Se me encogió el corazón.

– Vamos, Grenville, no empieces otra vez…

– ¿Qué quieres decir con eso de que no empiece otra vez? Hay que encontrar ese maldito trasto. Acabo de decirle a Pettifer que no pararemos hasta encontrarlo.

Eliot volvió con el vaso de whisky. Acercó una mesa y puso el vaso al alcance de Grenville.

– ¿Qué buró?

– El buró, el que estaba en una de las habitaciones. Era de Lisa y ahora es de Rebecca. Quiere llevárselo. Tiene un piso en Londres y quiere ponerlo allí. Y Pettifer no lo encuentra, dice que ya ha mirado con lupa toda la casa y no lo encuentra. No lo habrás visto tú, ¿verdad?

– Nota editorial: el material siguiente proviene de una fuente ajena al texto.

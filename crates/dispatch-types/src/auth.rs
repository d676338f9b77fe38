//! Credential claims and role mapping.
//!
//! The backend issues an opaque bearer token (a JWT) whose payload carries
//! the identity claims this client reads. The token is never verified
//! locally; signature checking is the backend's concern, the client only
//! extracts claims to key the order list and gate elevated actions.

use base64::engine::general_purpose::URL_SAFE_NO_PAD;
use base64::Engine;
use serde::Deserialize;
use thiserror::Error;

/// Claim key carrying the actor's role.
pub const ROLE_CLAIM: &str = "http://schemas.microsoft.com/ws/2008/06/identity/claims/role";

/// Errors that can occur while reading credential claims.
#[derive(Debug, Error)]
pub enum AuthError {
	/// Error that occurs when the token is not a readable JWT.
	#[error("Malformed token: {0}")]
	MalformedToken(String),
	/// Error that occurs when a claim required for operation is absent.
	#[error("Missing identity claim: {0}")]
	MissingClaim(&'static str),
}

/// Actor role as understood by this client.
///
/// The backend's role claim is an open string; the client treats it as a
/// closed enumeration with `Shipper` as the explicit default for every
/// value other than `"Dispatcher"`.
#[derive(Debug, Clone, Copy, PartialEq, Eq)]
pub enum Role {
	/// May assign a driver to a pending order.
	Dispatcher,
	/// May advance the shipping status of a dispatched order.
	Shipper,
}

impl Role {
	/// Maps a raw role claim to a role. Absent or unrecognized claims yield
	/// `Shipper`, so a missing claim never grants the elevated role.
	pub fn from_claim(value: Option<&str>) -> Self {
		match value {
			Some("Dispatcher") => Role::Dispatcher,
			_ => Role::Shipper,
		}
	}
}

impl std::fmt::Display for Role {
	fn fmt(&self, f: &mut std::fmt::Formatter<'_>) -> std::fmt::Result {
		match self {
			Role::Dispatcher => write!(f, "Dispatcher"),
			Role::Shipper => write!(f, "Shipper"),
		}
	}
}

/// Raw claims decoded from the token payload.
#[derive(Debug, Clone, Deserialize)]
pub struct Claims {
	#[serde(rename = "http://schemas.microsoft.com/ws/2008/06/identity/claims/role")]
	pub role: Option<String>,
	#[serde(rename = "Id")]
	pub id: Option<String>,
	#[serde(rename = "FirstName")]
	pub first_name: Option<String>,
	/// Expiry as Unix seconds, when the issuer includes one.
	#[serde(default)]
	pub exp: Option<i64>,
}

/// The authenticated actor as derived from claims.
#[derive(Debug, Clone)]
pub struct Identity {
	/// Actor identifier; the order list is keyed by it.
	pub id: String,
	pub role: Role,
	pub first_name: Option<String>,
}

impl Identity {
	/// Builds an identity from decoded claims.
	///
	/// A missing role degrades to `Shipper`; a missing id is an error since
	/// nothing can be fetched without it.
	pub fn from_claims(claims: &Claims) -> Result<Self, AuthError> {
		let id = claims
			.id
			.clone()
			.ok_or(AuthError::MissingClaim("Id"))?;

		Ok(Self {
			id,
			role: Role::from_claim(claims.role.as_deref()),
			first_name: claims.first_name.clone(),
		})
	}
}

/// Decodes the claims from a bearer token without verifying it.
///
/// Splits out the payload segment, base64url-decodes it, and parses the
/// claim set. Works on any JWT-shaped token regardless of signing scheme.
pub fn decode_claims(token: &str) -> Result<Claims, AuthError> {
	let payload = token
		.split('.')
		.nth(1)
		.ok_or_else(|| AuthError::MalformedToken("missing payload segment".to_string()))?;

	let bytes = URL_SAFE_NO_PAD
		.decode(payload)
		.map_err(|e| AuthError::MalformedToken(e.to_string()))?;

	serde_json::from_slice(&bytes).map_err(|e| AuthError::MalformedToken(e.to_string()))
}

– No lo he visto nunca. Ni siquiera sé de qué buró hablas.

– Un escritorio pequeño. Con cajones a un lado. Y con cuero en la parte superior. Según creo, son difíciles de encontrar en estos tiempos. Valen un dineral.

– Puede que Pettifer lo pusiera en algún rincón y se haya olvidado.

– Pettifer nunca se olvida de esas cosas.

– En ese caso, puede que la señora Pettifer hiciera algo con él y se olvidara de decírselo.

– Te digo que Pettifer nunca se olvida de nada.